The job is to find each line in the entries holding the string "trim" and copy that line.

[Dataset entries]
------

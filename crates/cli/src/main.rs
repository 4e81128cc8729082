use std::path::PathBuf;
use std::process::ExitCode;

use anyhow::{bail, Context, Result};
use clap::{Parser, Subcommand};
use tracing_subscriber::EnvFilter;

use common::prelude::{App, AppConfig, AppState};

#[derive(Parser, Debug)]
#[command(name = "endershare")]
#[command(about = "Peer-to-peer end-to-end-encrypted personal file vault")]
struct Args {
    /// Path to the node database.
    #[arg(long, global = true, default_value = "./endershare.db")]
    db_path: PathBuf,

    /// Directory for encrypted file blobs.
    #[arg(long, global = true, default_value = "./data")]
    data_dir: PathBuf,

    /// P2P listen port.
    #[arg(long, global = true, default_value_t = 13000)]
    port: u16,

    #[command(subcommand)]
    command: Command,
}

#[derive(Subcommand, Debug)]
enum Command {
    /// Run a vault node. Replica by default; `--init` makes this device
    /// the master.
    Peer {
        /// Initialize this device as the vault master.
        #[arg(long)]
        init: bool,

        /// Initialize from an existing mnemonic instead of generating a
        /// new vault (implies --init).
        #[arg(long)]
        mnemonic: Option<String>,
    },
    /// Authorize a waiting replica using its 4-word sync phrase
    /// (master only).
    Bind {
        /// The phrase shown on the replica.
        #[arg(required = true, num_args = 1..)]
        phrase: Vec<String>,
    },
}

#[tokio::main]
async fn main() -> ExitCode {
    tracing_subscriber::fmt()
        .with_env_filter(
            EnvFilter::try_from_default_env().unwrap_or_else(|_| EnvFilter::new("info")),
        )
        .init();

    let args = Args::parse();
    let config = AppConfig {
        db_path: args.db_path.clone(),
        data_dir: args.data_dir.clone(),
        port: args.port,
    };

    let result = match args.command {
        Command::Peer { init, mnemonic } => run_peer(config, init, mnemonic).await,
        Command::Bind { phrase } => run_bind(config, phrase.join(" ")).await,
    };

    match result {
        Ok(()) => ExitCode::SUCCESS,
        Err(e) => {
            tracing::error!("fatal: {e:#}");
            ExitCode::FAILURE
        }
    }
}

async fn run_peer(config: AppConfig, init: bool, mnemonic: Option<String>) -> Result<()> {
    let app = App::open(config).await.context("failed to open app state")?;
    let state = app.state().await;

    if init || mnemonic.is_some() {
        match state {
            AppState::Fresh => match mnemonic {
                Some(mnemonic) => {
                    app.unlock_with_mnemonic(mnemonic.trim())
                        .await
                        .context("failed to initialize from mnemonic")?;
                    println!("Master node initialized from mnemonic");
                }
                None => {
                    let mnemonic = app.create_vault().await.context("failed to create vault")?;
                    println!("Generated new vault. Write down the mnemonic:");
                    println!();
                    println!("    {mnemonic}");
                    println!();
                }
            },
            AppState::Locked => {
                let mnemonic =
                    mnemonic.context("this device is locked; pass --mnemonic to unlock")?;
                app.unlock_with_mnemonic(mnemonic.trim())
                    .await
                    .context("mnemonic rejected")?;
                println!("Vault unlocked");
            }
            _ => {
                tracing::info!("device already initialized; ignoring --init");
            }
        }
    }

    match app.state().await {
        AppState::Fresh => {
            // A replica with no master yet: enter binding mode.
            let phrase = app
                .start_replica_binding()
                .await
                .context("failed to start binding")?;
            app.start_node().await.context("failed to start node")?;
            println!("Binding mode. On the master device run:");
            println!();
            println!("    endershare bind {phrase}");
            println!();
        }
        _ => {
            app.start_node().await.context("failed to start node")?;
        }
    }

    println!("Node running (peer id will appear in logs). Ctrl-C to stop.");
    tokio::signal::ctrl_c().await.context("signal handler")?;
    app.shutdown().await?;
    Ok(())
}

async fn run_bind(config: AppConfig, phrase: String) -> Result<()> {
    let app = App::open(config).await.context("failed to open app state")?;
    if !app.is_master().await {
        bail!("only master nodes can bind new peers");
    }

    app.start_node().await.context("failed to start node")?;
    app.bind_peer_with_phrase(phrase.trim())
        .await
        .context("binding failed")?;
    println!("Successfully bound new peer");
    app.shutdown().await?;
    Ok(())
}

------

→ RESPONSE FOR THIS EXERCISE
                    app.unlock_with_mnemonic(mnemonic.trim())
                app.unlock_with_mnemonic(mnemonic.trim())
    app.bind_peer_with_phrase(phrase.trim())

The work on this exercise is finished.